YOUR OBJECTIVE ->
In full and word for word, print the data below.

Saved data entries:
━━━━

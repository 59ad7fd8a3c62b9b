pub use crate::{
    collaborators::{
        AncestorStateProvider, CheckpointRegenerator, Collaborators, TransitionReplayer,
    },
    error::Error,
    regenerator::StateAtSlotRegenerator,
    steps::BackwardSteps,
    task::StateAtSlotTask,
};

mod collaborators;
mod error;
mod regenerator;
mod steps;
mod task;

#[cfg(test)]
mod test_utils;
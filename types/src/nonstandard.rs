use derive_more::{Constructor, Display};

use crate::phase0::primitives::{Slot, H256};

/// Identifies the state produced by processing empty slots on top of a block up to `slot`.
///
/// Ordered by slot first, then by block root.
#[derive(
    Clone, Copy, PartialEq, Eq, PartialOrd, Ord, Hash, Default, Debug, Display, Constructor,
)]
#[display("{block_root:?} at slot {slot}")]
pub struct SlotAndBlockRoot {
    pub slot: Slot,
    pub block_root: H256,
}

#[cfg(test)]
mod tests {
    use test_case::test_case;

    use super::*;

    const ROOT_1: H256 = H256::repeat_byte(1);
    const ROOT_2: H256 = H256::repeat_byte(2);

    #[test_case(
        SlotAndBlockRoot::new(1, ROOT_2),
        SlotAndBlockRoot::new(2, ROOT_1);
        "lower slot orders first regardless of root"
    )]
    #[test_case(
        SlotAndBlockRoot::new(2, ROOT_1),
        SlotAndBlockRoot::new(2, ROOT_2);
        "same slot orders by root"
    )]
    fn test_slot_and_block_root_ordering(lower: SlotAndBlockRoot, higher: SlotAndBlockRoot) {
        assert!(lower < higher);
        assert!(higher > lower);
    }
}
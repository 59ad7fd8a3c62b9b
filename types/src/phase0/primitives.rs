pub use ethereum_types::H256;

pub type Epoch = u64;
pub type Slot = u64;
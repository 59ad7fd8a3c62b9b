use thiserror::Error;

#[derive(Clone, PartialEq, Eq, Debug, Error)]
pub enum Error {
    #[error("computation for {key} panicked")]
    ComputationPanicked { key: String },
    #[error("computation for {key} was cancelled before completing")]
    ComputationCancelled { key: String },
}
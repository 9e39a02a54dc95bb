// MiniC - Semantic analysis and three-address code generation for a small C-like language
// Copyright (C) 2026  Marcel Joachim Kloubert <marcel@kloubert.dev>
//
// This program is free software: you can redistribute it and/or modify
// it under the terms of the GNU Affero General Public License as published by
// the Free Software Foundation, either version 3 of the License, or
// (at your option) any later version.
//
// This program is distributed in the hope that it will be useful,
// but WITHOUT ANY WARRANTY; without even the implied warranty of
// MERCHANTABILITY or FITNESS FOR A PARTICULAR PURPOSE.  See the
// GNU Affero General Public License for more details.
//
// You should have received a copy of the GNU Affero General Public License
// along with this program.  If not, see <https://www.gnu.org/licenses/>.

//! Error types for the symbol-table layer.
//!
//! All failures here are recoverable and reported through return values;
//! the parser driving the table decides how to surface them to the user.

use thiserror::Error;

/// An error produced by a symbol-table operation.
#[derive(Debug, Clone, PartialEq, Eq, Error)]
pub enum SymbolError {
    /// A record with the same name already exists in the current scope.
    /// The existing record is left untouched.
    #[error("symbol '{name}' is already declared in the current scope")]
    Duplicate {
        /// The name that was inserted twice.
        name: String,
    },

    /// No record with the given name exists in the current scope.
    #[error("symbol '{name}' is not declared in the current scope")]
    NotFound {
        /// The name that was requested.
        name: String,
    },

    /// An insert or delete was attempted before any scope was entered.
    #[error("no active scope")]
    NoActiveScope,
}

/// Result type for symbol-table operations.
pub type Result<T> = std::result::Result<T, SymbolError>;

━━━━

RESULT OF THIS TASK ->
repository 59ad7fd8a3c62b9b
pub use crate::{
    collaborators::{
        AncestorStateProvider, CheckpointRegenerator, Collaborators, TransitionReplayer,
    },
    error::Error,
    regenerator::StateAtSlotRegenerator,
    steps::BackwardSteps,
    task::StateAtSlotTask,
};

mod collaborators;
mod error;
mod regenerator;
mod steps;
mod task;

#[cfg(test)]
mod test_utils;
filename types/src/nonstandard.rs
use derive_more::{Constructor, Display};

use crate::phase0::primitives::{Slot, H256};

/// Identifies the state produced by processing empty slots on top of a block up to `slot`.
///
/// Ordered by slot first, then by block root.
#[derive(
    Clone, Copy, PartialEq, Eq, PartialOrd, Ord, Hash, Default, Debug, Display, Constructor,
)]
#[display("{block_root:?} at slot {slot}")]
pub struct SlotAndBlockRoot {
    pub slot: Slot,
    pub block_root: H256,
}

#[cfg(test)]
mod tests {
    use test_case::test_case;

    use super::*;

    const ROOT_1: H256 = H256::repeat_byte(1);
    const ROOT_2: H256 = H256::repeat_byte(2);

    #[test_case(
        SlotAndBlockRoot::new(1, ROOT_2),
        SlotAndBlockRoot::new(2, ROOT_1);
        "lower slot orders first regardless of root"
    )]
    #[test_case(
        SlotAndBlockRoot::new(2, ROOT_1),
        SlotAndBlockRoot::new(2, ROOT_2);
        "same slot orders by root"
    )]
    fn test_slot_and_block_root_ordering(lower: SlotAndBlockRoot, higher: SlotAndBlockRoot) {
        assert!(lower < higher);
        assert!(higher > lower);
    }
}
repository 59ad7fd8a3c62b9b
filename types/src/phase0/primitives.rs
pub use ethereum_types::H256;

pub type Epoch = u64;
pub type Slot = u64;
repository 59ad7fd8a3c62b9b
use thiserror::Error;

#[derive(Clone, PartialEq, Eq, Debug, Error)]
pub enum Error {
    #[error("computation for {key} panicked")]
    ComputationPanicked { key: String },
    #[error("computation for {key} was cancelled before completing")]
    ComputationCancelled { key: String },
}
repository 9e39a02a54dc95bb
// MiniC - Semantic analysis and three-address code generation for a small C-like language
// Copyright (C) 2026  Marcel Joachim Kloubert <marcel@kloubert.dev>
//
// This program is free software: you can redistribute it and/or modify
// it under the terms of the GNU Affero General Public License as published by
// the Free Software Foundation, either version 3 of the License, or
// (at your option) any later version.
//
// This program is distributed in the hope that it will be useful,
// but WITHOUT ANY WARRANTY; without even the implied warranty of
// MERCHANTABILITY or FITNESS FOR A PARTICULAR PURPOSE.  See the
// GNU Affero General Public License for more details.
//
// You should have received a copy of the GNU Affero General Public License
// along with this program.  If not, see <https://www.gnu.org/licenses/>.

//! Error types for the symbol-table layer.
//!
//! All failures here are recoverable and reported through return values;
//! the parser driving the table decides how to surface them to the user.

use thiserror::Error;

/// An error produced by a symbol-table operation.
#[derive(Debug, Clone, PartialEq, Eq, Error)]
pub enum SymbolError {
    /// A record with the same name already exists in the current scope.
    /// The existing record is left untouched.
    #[error("symbol '{name}' is already declared in the current scope")]
    Duplicate {
        /// The name that was inserted twice.
        name: String,
    },

    /// No record with the given name exists in the current scope.
    #[error("symbol '{name}' is not declared in the current scope")]
    NotFound {
        /// The name that was requested.
        name: String,
    },

    /// An insert or delete was attempted before any scope was entered.
    #[error("no active scope")]
    NoActiveScope,
}

/// Result type for symbol-table operations.
pub type Result<T> = std::result::Result<T, SymbolError>;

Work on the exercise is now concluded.